# EXERCISE AIM
What lines in the records below mention "Mutex"? List them all.

# DATA TO EXAMINE
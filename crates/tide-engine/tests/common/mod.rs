//! Shared harness for tide-engine tests: wiremock upstream, in-memory
//! DynamoDB double, seeded station catalog and a pinned clock.
#![allow(dead_code)]

use std::collections::HashMap;
use std::sync::atomic::{AtomicU64, Ordering};
use std::sync::{Arc, Mutex};
use std::time::Duration as StdDuration;

use async_trait::async_trait;
use chrono::{Duration, FixedOffset, TimeZone, Utc};
use wiremock::MockServer;

use noaa_client::{HttpClient, HttpClientOptions, NoaaApi};
use storage::{CacheConfig, DynamoDb, Item, PredictionCache, StationCatalogCache, TieredPredictionCache};
use tide_engine::{NoaaStationFinder, StationFinder, TideService};
use tide_common::{
    time, Clock, ManualClock, PredictionDayRecord, Source, Station, TideExtreme, TidePrediction,
    TideResult, TideType,
};

/// In-memory stand-in for DynamoDB with injectable failures.
#[derive(Default)]
pub struct MemoryDynamo {
    items: Mutex<HashMap<String, Item>>,
    pub get_calls: AtomicU64,
    pub batch_calls: AtomicU64,
    fail_batches: AtomicU64,
}

impl MemoryDynamo {
    pub fn new() -> Self {
        Self::default()
    }

    pub fn fail_next_batches(&self, n: u64) {
        self.fail_batches.store(n, Ordering::SeqCst);
    }

    pub fn len(&self) -> usize {
        self.items.lock().unwrap().len()
    }

    fn storage_key(table: &str, item_or_key: &Item) -> String {
        let station_id = item_or_key
            .get("stationId")
            .and_then(|v| v.as_s().ok().cloned())
            .unwrap_or_default();
        let date = item_or_key
            .get("date")
            .and_then(|v| v.as_s().ok().cloned())
            .unwrap_or_default();
        format!("{table}/{station_id}/{date}")
    }
}

#[async_trait]
impl DynamoDb for MemoryDynamo {
    async fn get_item(&self, table: &str, key: Item) -> TideResult<Option<Item>> {
        self.get_calls.fetch_add(1, Ordering::SeqCst);
        let items = self.items.lock().unwrap();
        Ok(items.get(&Self::storage_key(table, &key)).cloned())
    }

    async fn put_item(&self, table: &str, item: Item) -> TideResult<()> {
        let key = Self::storage_key(table, &item);
        self.items.lock().unwrap().insert(key, item);
        Ok(())
    }

    async fn batch_write(&self, table: &str, items: Vec<Item>) -> TideResult<()> {
        self.batch_calls.fetch_add(1, Ordering::SeqCst);
        let failures = &self.fail_batches;
        if failures
            .fetch_update(Ordering::SeqCst, Ordering::SeqCst, |n| n.checked_sub(1))
            .is_ok()
        {
            return Err(tide_common::TideError::RemoteCache(
                "injected batch failure".into(),
            ));
        }
        let mut stored = self.items.lock().unwrap();
        for item in items {
            let key = Self::storage_key(table, &item);
            stored.insert(key, item);
        }
        Ok(())
    }
}

/// UTC-8, the offset used by all test stations.
pub fn pst() -> FixedOffset {
    FixedOffset::west_opt(8 * 3600).unwrap()
}

/// Epoch milliseconds of a PST wall-clock string.
pub fn ms(wall_clock: &str) -> i64 {
    time::parse_wall_clock(wall_clock, &pst())
        .unwrap()
        .timestamp_millis()
}

pub fn station(id: &str, name: &str, lat: f64, lon: f64, station_type: &str) -> Station {
    Station {
        id: id.to_string(),
        name: name.to_string(),
        state: Some("WA".into()),
        region: None,
        distance: 0.0,
        latitude: lat,
        longitude: lon,
        source: Source::Noaa,
        capabilities: vec!["WATER_LEVEL".into()],
        time_zone_offset: -8 * 3600,
        level: None,
        station_type: Some(station_type.to_string()),
    }
}

pub fn reference_station(id: &str) -> Station {
    station(id, "Test Reference", 47.6062, -122.3321, "R")
}

pub fn subordinate_station(id: &str) -> Station {
    station(id, "Test Subordinate", 47.6062, -122.3321, "S")
}

/// A full day of 6-minute predictions (240 points from local midnight)
/// with gently increasing heights, plus two extremes.
pub fn full_day_record(station_id: &str, date: &str) -> PredictionDayRecord {
    let base = ms(&format!("{date}T00:00:00"));
    let offset = pst();

    let predictions = (0..240)
        .map(|k| {
            let timestamp = base + k * 6 * 60 * 1000;
            TidePrediction {
                timestamp,
                local_time: time::format_local_time(timestamp, &offset),
                height: 1.0 + k as f64 * 0.01,
            }
        })
        .collect();

    let extremes = vec![
        TideExtreme {
            kind: TideType::Low,
            timestamp: base + 3 * 3600 * 1000,
            local_time: time::format_local_time(base + 3 * 3600 * 1000, &offset),
            height: 0.4,
        },
        TideExtreme {
            kind: TideType::High,
            timestamp: base + 15 * 3600 * 1000,
            local_time: time::format_local_time(base + 15 * 3600 * 1000, &offset),
            height: 2.9,
        },
    ];

    PredictionDayRecord {
        station_id: station_id.to_string(),
        date: date.to_string(),
        station_type: "R".into(),
        predictions,
        extremes,
        last_updated: 0,
        ttl: 0,
    }
}

pub struct Harness {
    pub server: MockServer,
    pub service: TideService,
    pub cache: Arc<TieredPredictionCache>,
    pub db: Arc<MemoryDynamo>,
    pub clock: Arc<ManualClock>,
    pub catalog: Arc<StationCatalogCache>,
}

impl Harness {
    /// Harness with the catalog pre-seeded; the clock starts at noon PST on
    /// 2024-01-01.
    pub async fn new(stations: Vec<Station>) -> Self {
        let server = MockServer::start().await;

        let http = HttpClient::new(HttpClientOptions {
            base_url: server.uri(),
            timeout: StdDuration::from_secs(5),
            max_retries: 0,
            initial_backoff: StdDuration::from_millis(5),
        })
        .expect("client should build");
        let api = Arc::new(NoaaApi::new(http));

        let clock: Arc<ManualClock> =
            Arc::new(ManualClock::new(Utc.with_ymd_and_hms(2024, 1, 1, 20, 0, 0).unwrap()));

        let catalog = Arc::new(StationCatalogCache::new(
            Duration::days(2),
            clock.clone() as Arc<dyn Clock>,
        ));
        catalog.set(stations);

        let finder = Arc::new(NoaaStationFinder::new(api.clone(), catalog.clone(), None));

        let db = Arc::new(MemoryDynamo::new());
        let cache = Arc::new(TieredPredictionCache::new(
            &CacheConfig::default(),
            Some(db.clone() as Arc<dyn DynamoDb>),
            clock.clone() as Arc<dyn Clock>,
        ));

        let service = TideService::new(
            api,
            finder as Arc<dyn StationFinder>,
            cache.clone() as Arc<dyn PredictionCache>,
            clock.clone() as Arc<dyn Clock>,
        );

        Self {
            server,
            service,
            cache,
            db,
            clock,
            catalog,
        }
    }

    /// Number of requests the mock upstream has received.
    pub async fn upstream_calls(&self) -> usize {
        self.server
            .received_requests()
            .await
            .map(|requests| requests.len())
            .unwrap_or(0)
    }

    /// Wait until the detached write-back lands `expected` records, or panic.
    pub async fn await_write_back(&self, expected: usize) {
        for _ in 0..200 {
            if self.db.len() >= expected {
                return;
            }
            tokio::time::sleep(StdDuration::from_millis(10)).await;
        }
        panic!(
            "write-back never landed: {} of {expected} records",
            self.db.len()
        );
    }
}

# ANSWER BOX
use std::sync::{Arc, Mutex};
    items: Mutex<HashMap<String, Item>>,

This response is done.